[Work required]: For the entries that follow, count the lines containing the string "both" and write only the number.

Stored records
______

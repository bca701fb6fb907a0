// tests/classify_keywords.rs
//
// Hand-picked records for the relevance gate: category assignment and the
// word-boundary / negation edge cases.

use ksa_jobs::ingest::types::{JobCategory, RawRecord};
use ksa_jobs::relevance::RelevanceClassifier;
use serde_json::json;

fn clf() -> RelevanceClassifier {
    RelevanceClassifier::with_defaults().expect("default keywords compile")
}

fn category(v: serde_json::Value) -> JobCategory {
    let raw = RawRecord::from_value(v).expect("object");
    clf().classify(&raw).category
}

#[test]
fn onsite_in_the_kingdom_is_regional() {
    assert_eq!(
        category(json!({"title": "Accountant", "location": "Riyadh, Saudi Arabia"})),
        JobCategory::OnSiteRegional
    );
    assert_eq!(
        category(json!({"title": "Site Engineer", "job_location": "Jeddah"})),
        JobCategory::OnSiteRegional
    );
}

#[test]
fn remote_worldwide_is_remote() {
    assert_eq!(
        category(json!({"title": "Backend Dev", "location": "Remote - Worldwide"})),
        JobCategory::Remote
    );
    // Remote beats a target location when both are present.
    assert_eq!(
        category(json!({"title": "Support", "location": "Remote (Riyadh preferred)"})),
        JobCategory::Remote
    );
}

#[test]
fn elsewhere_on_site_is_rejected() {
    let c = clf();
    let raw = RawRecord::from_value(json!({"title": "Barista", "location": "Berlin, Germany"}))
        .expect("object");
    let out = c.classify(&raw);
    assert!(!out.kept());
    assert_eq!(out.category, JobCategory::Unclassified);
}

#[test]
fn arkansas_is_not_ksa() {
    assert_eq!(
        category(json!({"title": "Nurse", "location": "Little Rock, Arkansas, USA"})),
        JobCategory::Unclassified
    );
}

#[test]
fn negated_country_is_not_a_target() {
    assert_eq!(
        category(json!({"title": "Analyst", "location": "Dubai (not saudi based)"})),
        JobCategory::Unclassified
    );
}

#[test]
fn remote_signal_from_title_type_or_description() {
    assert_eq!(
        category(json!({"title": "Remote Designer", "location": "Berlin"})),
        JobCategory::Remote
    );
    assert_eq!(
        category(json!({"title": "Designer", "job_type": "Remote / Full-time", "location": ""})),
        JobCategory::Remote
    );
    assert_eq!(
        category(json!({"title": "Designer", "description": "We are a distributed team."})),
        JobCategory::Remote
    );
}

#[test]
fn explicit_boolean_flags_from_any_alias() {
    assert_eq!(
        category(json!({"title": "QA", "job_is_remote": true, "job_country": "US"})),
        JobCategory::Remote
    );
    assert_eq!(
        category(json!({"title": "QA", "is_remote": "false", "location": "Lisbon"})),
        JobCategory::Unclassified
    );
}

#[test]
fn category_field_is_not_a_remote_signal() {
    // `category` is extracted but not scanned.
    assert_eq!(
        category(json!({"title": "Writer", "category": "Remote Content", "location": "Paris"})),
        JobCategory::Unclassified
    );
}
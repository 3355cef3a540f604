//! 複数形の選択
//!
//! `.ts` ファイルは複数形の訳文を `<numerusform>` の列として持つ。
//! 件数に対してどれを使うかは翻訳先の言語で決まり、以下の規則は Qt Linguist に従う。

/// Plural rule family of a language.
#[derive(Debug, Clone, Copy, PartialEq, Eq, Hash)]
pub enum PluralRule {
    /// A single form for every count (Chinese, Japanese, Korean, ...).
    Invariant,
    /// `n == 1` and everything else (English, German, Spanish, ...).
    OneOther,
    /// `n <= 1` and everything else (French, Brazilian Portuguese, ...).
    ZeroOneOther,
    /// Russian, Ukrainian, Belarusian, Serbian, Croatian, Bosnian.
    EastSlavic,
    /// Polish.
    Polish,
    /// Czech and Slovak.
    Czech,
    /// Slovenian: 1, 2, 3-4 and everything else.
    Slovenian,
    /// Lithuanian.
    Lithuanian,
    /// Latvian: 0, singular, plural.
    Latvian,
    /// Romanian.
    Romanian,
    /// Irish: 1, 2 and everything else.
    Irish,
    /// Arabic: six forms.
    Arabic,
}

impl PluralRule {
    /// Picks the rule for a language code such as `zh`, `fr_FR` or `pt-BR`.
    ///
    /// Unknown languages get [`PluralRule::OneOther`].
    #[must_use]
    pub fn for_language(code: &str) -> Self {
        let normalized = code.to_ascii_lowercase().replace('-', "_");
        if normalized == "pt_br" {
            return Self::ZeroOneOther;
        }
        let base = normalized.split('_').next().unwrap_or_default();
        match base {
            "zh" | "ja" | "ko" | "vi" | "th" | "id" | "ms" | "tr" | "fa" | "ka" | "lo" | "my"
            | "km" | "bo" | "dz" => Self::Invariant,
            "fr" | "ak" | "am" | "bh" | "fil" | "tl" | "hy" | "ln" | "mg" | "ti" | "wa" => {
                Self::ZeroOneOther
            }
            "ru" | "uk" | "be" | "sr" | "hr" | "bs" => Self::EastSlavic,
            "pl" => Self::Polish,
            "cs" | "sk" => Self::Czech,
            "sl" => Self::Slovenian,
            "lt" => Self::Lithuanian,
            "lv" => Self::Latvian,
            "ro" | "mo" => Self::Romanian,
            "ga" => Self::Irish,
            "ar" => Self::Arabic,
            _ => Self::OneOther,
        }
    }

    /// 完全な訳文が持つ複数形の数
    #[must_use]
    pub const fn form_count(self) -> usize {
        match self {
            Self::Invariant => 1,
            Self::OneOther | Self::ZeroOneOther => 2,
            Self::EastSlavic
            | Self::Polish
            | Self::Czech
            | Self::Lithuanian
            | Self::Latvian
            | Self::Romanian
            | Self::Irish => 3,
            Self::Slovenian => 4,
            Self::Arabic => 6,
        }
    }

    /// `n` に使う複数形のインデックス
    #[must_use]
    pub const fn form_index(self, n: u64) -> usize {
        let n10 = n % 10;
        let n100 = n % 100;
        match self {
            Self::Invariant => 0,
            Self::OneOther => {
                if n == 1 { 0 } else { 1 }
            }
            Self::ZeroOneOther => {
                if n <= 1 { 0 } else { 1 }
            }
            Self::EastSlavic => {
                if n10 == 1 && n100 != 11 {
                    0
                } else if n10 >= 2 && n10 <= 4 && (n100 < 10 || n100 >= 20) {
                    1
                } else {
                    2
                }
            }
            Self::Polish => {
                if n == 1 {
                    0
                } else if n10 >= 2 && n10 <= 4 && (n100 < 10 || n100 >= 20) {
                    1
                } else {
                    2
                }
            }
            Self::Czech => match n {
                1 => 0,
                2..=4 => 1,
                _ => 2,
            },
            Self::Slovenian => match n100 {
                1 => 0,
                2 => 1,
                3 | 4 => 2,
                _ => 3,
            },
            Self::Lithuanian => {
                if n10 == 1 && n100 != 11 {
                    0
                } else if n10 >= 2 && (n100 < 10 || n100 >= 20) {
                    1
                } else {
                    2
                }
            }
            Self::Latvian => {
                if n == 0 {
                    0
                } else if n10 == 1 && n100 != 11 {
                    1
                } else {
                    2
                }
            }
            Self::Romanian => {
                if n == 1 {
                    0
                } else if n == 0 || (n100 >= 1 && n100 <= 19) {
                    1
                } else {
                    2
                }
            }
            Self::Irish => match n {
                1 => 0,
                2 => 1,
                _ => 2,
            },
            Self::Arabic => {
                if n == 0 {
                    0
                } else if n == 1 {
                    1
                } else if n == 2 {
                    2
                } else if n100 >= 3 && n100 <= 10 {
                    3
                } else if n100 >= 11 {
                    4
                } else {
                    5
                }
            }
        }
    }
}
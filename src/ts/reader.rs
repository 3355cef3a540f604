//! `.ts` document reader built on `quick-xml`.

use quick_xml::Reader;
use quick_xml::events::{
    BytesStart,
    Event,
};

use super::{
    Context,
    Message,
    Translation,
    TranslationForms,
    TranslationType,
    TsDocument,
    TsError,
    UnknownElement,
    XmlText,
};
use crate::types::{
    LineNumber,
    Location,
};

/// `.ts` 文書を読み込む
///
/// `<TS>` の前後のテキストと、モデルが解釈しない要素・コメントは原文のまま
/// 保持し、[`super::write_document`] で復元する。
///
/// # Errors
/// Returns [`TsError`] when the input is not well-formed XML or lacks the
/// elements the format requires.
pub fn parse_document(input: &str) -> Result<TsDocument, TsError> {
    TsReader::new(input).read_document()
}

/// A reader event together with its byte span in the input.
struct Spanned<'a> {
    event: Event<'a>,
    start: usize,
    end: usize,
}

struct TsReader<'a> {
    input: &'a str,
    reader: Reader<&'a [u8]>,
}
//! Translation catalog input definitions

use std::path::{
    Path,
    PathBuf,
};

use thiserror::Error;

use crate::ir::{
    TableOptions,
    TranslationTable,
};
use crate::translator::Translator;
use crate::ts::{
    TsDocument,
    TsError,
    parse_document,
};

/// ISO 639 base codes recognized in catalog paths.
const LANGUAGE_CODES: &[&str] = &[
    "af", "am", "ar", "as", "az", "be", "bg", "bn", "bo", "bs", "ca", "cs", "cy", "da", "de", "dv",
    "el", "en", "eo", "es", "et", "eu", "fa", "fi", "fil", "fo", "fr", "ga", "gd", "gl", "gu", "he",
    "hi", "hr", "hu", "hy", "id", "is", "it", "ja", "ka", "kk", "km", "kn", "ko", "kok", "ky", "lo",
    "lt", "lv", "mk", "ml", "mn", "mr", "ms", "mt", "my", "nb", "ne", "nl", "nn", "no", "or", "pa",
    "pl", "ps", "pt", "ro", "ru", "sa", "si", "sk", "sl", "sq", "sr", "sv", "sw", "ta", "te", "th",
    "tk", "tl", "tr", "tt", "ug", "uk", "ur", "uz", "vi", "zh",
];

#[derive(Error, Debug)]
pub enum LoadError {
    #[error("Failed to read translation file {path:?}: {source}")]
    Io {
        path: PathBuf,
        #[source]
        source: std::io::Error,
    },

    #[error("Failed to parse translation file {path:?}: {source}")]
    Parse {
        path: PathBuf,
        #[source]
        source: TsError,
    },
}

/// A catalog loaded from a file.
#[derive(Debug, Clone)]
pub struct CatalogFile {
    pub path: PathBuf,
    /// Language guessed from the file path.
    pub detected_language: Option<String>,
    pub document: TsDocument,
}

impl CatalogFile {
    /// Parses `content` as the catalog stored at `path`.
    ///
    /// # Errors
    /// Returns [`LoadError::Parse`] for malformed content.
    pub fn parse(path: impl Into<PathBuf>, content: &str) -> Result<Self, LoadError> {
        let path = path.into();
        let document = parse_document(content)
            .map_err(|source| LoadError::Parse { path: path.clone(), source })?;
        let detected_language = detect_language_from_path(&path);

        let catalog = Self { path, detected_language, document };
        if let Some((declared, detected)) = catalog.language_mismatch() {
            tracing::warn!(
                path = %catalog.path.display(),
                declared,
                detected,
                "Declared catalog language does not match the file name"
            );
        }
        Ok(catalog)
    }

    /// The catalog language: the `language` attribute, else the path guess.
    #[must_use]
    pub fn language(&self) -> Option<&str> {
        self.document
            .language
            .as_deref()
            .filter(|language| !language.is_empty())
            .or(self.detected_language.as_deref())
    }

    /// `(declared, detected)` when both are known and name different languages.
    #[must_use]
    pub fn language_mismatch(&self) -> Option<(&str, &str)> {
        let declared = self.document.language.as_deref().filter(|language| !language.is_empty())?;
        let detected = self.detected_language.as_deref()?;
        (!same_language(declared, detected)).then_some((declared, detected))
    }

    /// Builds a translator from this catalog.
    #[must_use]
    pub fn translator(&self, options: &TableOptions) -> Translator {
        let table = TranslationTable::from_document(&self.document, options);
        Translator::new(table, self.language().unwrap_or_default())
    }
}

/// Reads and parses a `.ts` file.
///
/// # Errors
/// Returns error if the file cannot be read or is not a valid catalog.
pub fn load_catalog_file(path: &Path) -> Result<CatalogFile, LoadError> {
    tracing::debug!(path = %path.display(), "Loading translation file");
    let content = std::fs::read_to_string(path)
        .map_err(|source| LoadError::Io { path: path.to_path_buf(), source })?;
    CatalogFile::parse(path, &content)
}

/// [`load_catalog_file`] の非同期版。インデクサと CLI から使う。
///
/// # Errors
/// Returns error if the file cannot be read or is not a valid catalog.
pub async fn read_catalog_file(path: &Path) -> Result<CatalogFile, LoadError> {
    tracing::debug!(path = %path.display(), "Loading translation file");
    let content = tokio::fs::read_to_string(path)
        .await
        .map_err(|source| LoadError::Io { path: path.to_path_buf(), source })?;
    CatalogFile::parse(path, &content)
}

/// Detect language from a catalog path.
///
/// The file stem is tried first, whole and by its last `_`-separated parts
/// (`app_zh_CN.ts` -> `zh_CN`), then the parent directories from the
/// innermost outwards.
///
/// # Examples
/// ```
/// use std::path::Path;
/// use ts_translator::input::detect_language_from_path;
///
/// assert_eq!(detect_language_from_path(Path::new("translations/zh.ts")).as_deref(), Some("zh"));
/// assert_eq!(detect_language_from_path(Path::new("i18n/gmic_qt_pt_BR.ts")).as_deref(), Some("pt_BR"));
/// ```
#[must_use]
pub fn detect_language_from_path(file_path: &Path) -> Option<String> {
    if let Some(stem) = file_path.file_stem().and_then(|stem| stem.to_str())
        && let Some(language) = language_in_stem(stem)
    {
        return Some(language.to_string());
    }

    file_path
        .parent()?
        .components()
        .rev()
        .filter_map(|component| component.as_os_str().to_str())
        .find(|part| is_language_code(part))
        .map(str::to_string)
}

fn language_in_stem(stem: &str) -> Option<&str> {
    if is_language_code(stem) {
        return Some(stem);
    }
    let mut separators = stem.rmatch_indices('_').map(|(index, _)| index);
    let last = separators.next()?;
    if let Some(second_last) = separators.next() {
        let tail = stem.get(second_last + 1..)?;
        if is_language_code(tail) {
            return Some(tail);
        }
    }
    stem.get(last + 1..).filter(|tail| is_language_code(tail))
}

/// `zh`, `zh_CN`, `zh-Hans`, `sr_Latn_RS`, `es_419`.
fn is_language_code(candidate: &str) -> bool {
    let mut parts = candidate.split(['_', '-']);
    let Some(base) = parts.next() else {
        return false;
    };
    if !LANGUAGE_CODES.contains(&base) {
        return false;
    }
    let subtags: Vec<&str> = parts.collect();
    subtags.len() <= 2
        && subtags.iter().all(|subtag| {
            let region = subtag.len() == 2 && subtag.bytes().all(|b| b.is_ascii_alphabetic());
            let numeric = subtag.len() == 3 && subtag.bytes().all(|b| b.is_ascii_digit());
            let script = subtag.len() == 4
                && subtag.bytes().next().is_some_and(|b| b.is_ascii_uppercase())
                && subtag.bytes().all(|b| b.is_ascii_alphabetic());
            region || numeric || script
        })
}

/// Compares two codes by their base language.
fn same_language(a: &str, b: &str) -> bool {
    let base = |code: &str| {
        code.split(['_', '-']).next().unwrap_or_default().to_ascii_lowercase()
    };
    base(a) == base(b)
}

______

[Task response]: 2